Commanders and leaders
- Forgemol de Bostquénard Jules Aimé Bréart: Muhammad III Ali III

Strength
- 28,000 men: Unknown

Casualties and losses
- Unknown: Unknown

= French conquest of Tunisia =

Conquest of Tunisia by the French

The French conquest of Tunisia occurred in two phases in 1881: the first (28 April – 12 May) consisting of the invasion and securing of the country before the signing of a treaty of protection, and the second (10 June – 28 October) consisting of the suppression of a rebellion. The French protectorate of Tunisia that was established lasted until the independence of Tunisia on 20 March 1956.

==Context==

===Early contacts===
Tunisia had been a province of the Ottoman Empire since the Conquest of Tunis (1574), although with great autonomy under the authority of a Bey. In 1770, Brigadier Rafélis de Broves bombarded the cities of Bizerte, Porto Farina and Monastir in retaliation for acts of piracy. In the 19th century Tunisian commercial contacts with Europe were numerous, and there was a population of French, Italian and British expatriates in the country, that was
represented by Consulates. France had also made a major loan to Tunisia in the mid-19th century. The Tunisian government was weak, with an inefficient tax system that only brought it one-fifth of the tax collected. The economy was crippled with a series of droughts and the elimination of corsairs by Western fleets. Lastly, Tunisians had little control on foreign trade as old 16th century agreements with European powers limited custom taxes to 3%. As a result, its small industry was devastated by imports, especially in the area of textiles.

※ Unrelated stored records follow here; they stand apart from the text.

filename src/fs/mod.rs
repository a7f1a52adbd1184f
//! FileSystem abstraction for testable file operations

mod mock;
mod real;
mod r#trait;

pub use mock::MockFileSystem;
pub use r#trait::{DirEntry, FileSystem, FileType};
pub use real::RealFileSystem;
//! Variants written by `satlens generate`
//!
//! Each `variant_<id>` module is a clone of a base component plus its
//! registration stub. The generator appends new modules directly above the
//! end marker, so keep the marker as the last line of the list.

use crate::registry::VariantDef;

macro_rules! generated_variants {
    ($($module:ident,)*) => {
        $(pub mod $module;)*

        pub static DEFS: &[&VariantDef] = &[$(&$module::VARIANT),*];
    };
}

generated_variants! {
    variant_101,
    variant_102,
    // @satlens:end-variants
}
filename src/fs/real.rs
use super::{DirEntry, FileSystem, FileType};
use anyhow::{Context, Result};
use std::fs;
use std::path::Path;

pub struct RealFileSystem;

impl RealFileSystem {
    pub fn new() -> Self {
        Self
    }
}

impl Default for RealFileSystem {
    fn default() -> Self {
        Self::new()
    }
}

impl FileSystem for RealFileSystem {
    fn is_dir(&self, path: &Path) -> bool {
        path.is_dir()
    }

    fn is_file(&self, path: &Path) -> bool {
        path.is_file()
    }

    fn read_to_string(&self, path: &Path) -> Result<String> {
        fs::read_to_string(path).context(format!("Failed to read file {:?}", path))
    }

    fn read_dir(&self, path: &Path) -> Result<Vec<DirEntry>> {
        let entries = fs::read_dir(path).context(format!("Failed to read directory {:?}", path))?;

        let mut result = Vec::new();
        for entry in entries {
            let entry = entry.context("Failed to read directory entry")?;
            let path = entry.path();
            let name = entry.file_name().to_string_lossy().to_string();
            let file_type = if path.is_file() {
                FileType::File
            } else if path.is_dir() {
                FileType::Directory
            } else {
                FileType::Symlink
            };

            result.push(DirEntry {
                path,
                name,
                file_type,
            });
        }

        Ok(result)
    }

    fn create_dir_all(&self, path: &Path) -> Result<()> {
        fs::create_dir_all(path).context(format!("Failed to create directory {:?}", path))
    }

    fn write_string(&self, path: &Path, content: &str) -> Result<()> {
        fs::write(path, content).context(format!("Failed to write file {:?}", path))
    }
}

#[cfg(test)]
mod tests {
    use super::*;
    use tempfile::TempDir;

    fn create_test_dir() -> TempDir {
        let dir = TempDir::new().unwrap();
        fs::create_dir(dir.path().join("base")).unwrap();
        fs::write(dir.path().join("base/bookshelf.rs"), "pub struct BookshelfView;\n").unwrap();
        dir
    }

    #[test]
    fn test_path_kinds() {
        let temp = create_test_dir();
        let fs = RealFileSystem::new();

        assert!(fs.is_dir(temp.path()));
        assert!(fs.is_dir(&temp.path().join("base")));
        assert!(fs.is_file(&temp.path().join("base/bookshelf.rs")));
        assert!(!fs.is_file(&temp.path().join("nonexistent")));
        assert!(!fs.is_dir(&temp.path().join("nonexistent")));
    }

    #[test]
    fn test_read_dir() {
        let temp = create_test_dir();
        let fs = RealFileSystem::new();

        let entries = fs.read_dir(&temp.path().join("base")).unwrap();
        let names: Vec<&str> = entries.iter().map(|e| e.file_name()).collect();
        assert_eq!(names, vec!["bookshelf.rs"]);
    }

    #[test]
    fn test_write_then_read() {
        let temp = create_test_dir();
        let fs = RealFileSystem::new();
        let dir = temp.path().join("generated/variant_101");

        fs.create_dir_all(&dir).unwrap();
        fs.write_string(&dir.join("mod.rs"), "mod component;\n").unwrap();

        assert_eq!(
            fs.read_to_string(&dir.join("mod.rs")).unwrap(),
            "mod component;\n"
        );
    }

    #[test]
    fn test_read_missing_file_has_context() {
        let fs = RealFileSystem::new();
        let err = fs
            .read_to_string(Path::new("/definitely/not/here.rs"))
            .unwrap_err();
        assert!(err.to_string().contains("Failed to read file"));
    }
}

===Colonial competition===
Following the Franco-Prussian War of 1870–71, France's international prestige was severely damaged, and both Italy and the United Kingdom attempted to reinforce their influence in Tunisia. The Italian representative failed through clumsiness, but the British representative Sir Richard Wood was more successful. In order to limit French influence, Wood obtained the reinstatement of Tunisia as a province of the Ottoman Empire in 1871, although the region's autonomy was also guaranteed. Great Britain continued to try to exert influence through commercial ventures, but these were not successful. There were also various Tunisian land ownership disputes among France, Britain and Italy.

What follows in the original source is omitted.